Obviously, if things get sporty it will be important to squeeze the maximum amount of  nutrition out of our gardens.

Walking around...a week before the longest day of the year...it is clear that way too much of the solar energy is hitting dirt and not plants making food. This time of year is a big deal. Not only are the days longest (approaching 16 hours at 43 North) but it is most intense since it is not slicing through as thick of a slice of the atmosphere (closer to perpendicular).

I thought it would be worthwhile to capture some photos looking down the rows of the various "crops" I have planted and giving them a percentage score.

In roughly three groups:

Best

Potatoes

Potatoes: Does anybody argue with the potatoes intercepting 75% of the sunlight? Rows are running E/W.

The sprawling plant with yellow flowers is a turnip (canola)

Canola: I don't normally think of canola as a garden crop but it does have the potential to make a but-load of easy-to-store calories. If stored as seeds, they can be used for sprouts in the dead of winter. The canopy at this time of year can easily be 99% for fall-planted canola.

Flour corn

Flour corn: The corn in the foreground of the picture is flour corn. I guestimate the sunlight capture at about 20%


Orchard/vineyard: I am guestimating 65% of the sunlight is intercepted. An issue with orchards is that you have to leave access to harvest because you cannot step over the trees nor do you rip them out of the ground to harvest.

For a frame-of-reference, a well cared-for orchard of dwarf apple-trees can produce 40,000 pounds of apples (13% soluble solids) year-after-year. A vineyard can produce 20,000 pounds of grapes (22% soluable solids) year-after-year.

Not so great:

Sunflowers

Sunflowers: 10%

Cabbage
Cabbage: 2%
Zinnias

Zinnias: 2%

Green beans
Green beans: 5%
Onions
Onions: 7%

Sweet corn demands warmer soil than flour corn to germinate. The seeds are smaller and they don't jump out of the ground as quickly as flour corn, either.

Sweet corn: 2%

Dead last:

Cowpeas
Cowpeas: <1%
Carrots

Carrots: Not planted yet

Not pictures: Cucumbers, squash. <1%

Discussion

It would be perfectly fair to point out that I could boost the percentage of canopy by moving my rows closer together. The rows (except for the orchard) are nominally 37" apart regardless of the size of the plants when mature.

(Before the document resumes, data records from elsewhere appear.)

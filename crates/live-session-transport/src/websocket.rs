//! WebSocket transport for live session clients.

use std::sync::Arc;

use async_trait::async_trait;
use axum::{
    extract::{
        Path, State, WebSocketUpgrade,
        ws::{Message, WebSocket},
    },
    response::IntoResponse,
};
use futures::{SinkExt, StreamExt};
use live_session_core::{Connection, ConnectionError, ConnectionId};
use tokio::sync::mpsc;
use uuid::Uuid;

use crate::{ConnectionRegistry, ServerMessage};

/// Outbound frames buffered per client before sends start to wait.
const OUTBOUND_CAPACITY: usize = 64;

/// Registry handle for a live WebSocket client.
///
/// Sends go through a bounded queue drained by the socket writer task.
/// Once the writer stops, every send fails with `Closed`.
pub struct WsConnection {
    id: ConnectionId,
    tx: mpsc::Sender<String>,
}

impl WsConnection {
    /// Create a connection handle and the receiving end for its writer.
    #[must_use]
    pub fn channel() -> (Self, mpsc::Receiver<String>) {
        let (tx, rx) = mpsc::channel(OUTBOUND_CAPACITY);
        let connection = Self {
            id: Uuid::new_v4(),
            tx,
        };
        (connection, rx)
    }
}

#[async_trait]
impl Connection for WsConnection {
    fn id(&self) -> ConnectionId {
        self.id
    }

    async fn send(&self, text: &str) -> Result<(), ConnectionError> {
        self.tx
            .send(text.to_string())
            .await
            .map_err(|_| ConnectionError::Closed)
    }
}

/// WebSocket handler state.
#[derive(Clone)]
pub struct WsState {
    /// Shared connection registry.
    pub registry: Arc<ConnectionRegistry>,
}

impl WsState {
    /// Create new WebSocket state.
    #[must_use]
    pub const fn new(registry: Arc<ConnectionRegistry>) -> Self {
        Self { registry }
    }
}

/// WebSocket upgrade handler for `/ws/{session_id}`.
pub async fn ws_handler(
    ws: WebSocketUpgrade,
    Path(session_id): Path<String>,
    State(state): State<WsState>,
) -> impl IntoResponse {
    ws.on_upgrade(move |socket| handle_socket(socket, session_id, state.registry))
}

async fn handle_socket(socket: WebSocket, session_id: String, registry: Arc<ConnectionRegistry>) {
    let (mut sender, mut receiver) = socket.split();
    let (connection, mut rx) = WsConnection::channel();
    let connection = Arc::new(connection);
    let connection_id = connection.id();

    // Spawn task to forward queued frames to the socket
    let send_task = tokio::spawn(async move {
        while let Some(text) = rx.recv().await {
            if sender.send(Message::Text(text.into())).await.is_err() {
                break;
            }
        }
    });

    registry
        .register(&session_id, Arc::clone(&connection) as Arc<dyn Connection>)
        .await;

    while let Some(msg) = receiver.next().await {
        let text = match msg {
            Ok(Message::Text(text)) => text.as_str().to_owned(),
            Ok(Message::Binary(data)) => match String::from_utf8(data.to_vec()) {
                Ok(s) => s,
                Err(_) => continue,
            },
            Ok(Message::Close(_)) => break,
            Ok(_) => continue,
            Err(e) => {
                tracing::warn!(%session_id, %connection_id, "WebSocket error: {e}");
                break;
            }
        };

        tracing::info!(%session_id, %connection_id, "Received from client: {text}");
        let reply = ServerMessage::reply_to(&text);
        let json = match serde_json::to_string(&reply) {
            Ok(j) => j,
            Err(e) => {
                tracing::error!("Failed to serialize message: {e}");
                continue;
            }
        };
        if connection.send(&json).await.is_err() {
            break;
        }
    }

    registry.unregister(&session_id, connection_id).await;
    send_task.abort();
}

/// Create WebSocket router serving `/ws/{session_id}`.
///
/// # Example
/// ```ignore
/// let app = Router::new()
///     .merge(create_ws_router(registry));
/// ```
#[must_use]
pub fn create_ws_router(registry: Arc<ConnectionRegistry>) -> axum::Router {
    axum::Router::new()
        .route("/ws/{session_id}", axum::routing::get(ws_handler))
        .with_state(WsState::new(registry))
}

It would also be perfectly fair to point out that my weed control is sub-optimal.

Those two observations are related. Trade-offs are involved. If I moved the rows closer together than I would have to hoe by hand rather than use my gasoline powered tiller. My percentage of crop intercepting sunlight might go up but it might go down as weeds over-took them.

Another interaction is that if things got sporty I would have more adult help in the garden. Labor to hand-hoe and weed might be less of a shortage.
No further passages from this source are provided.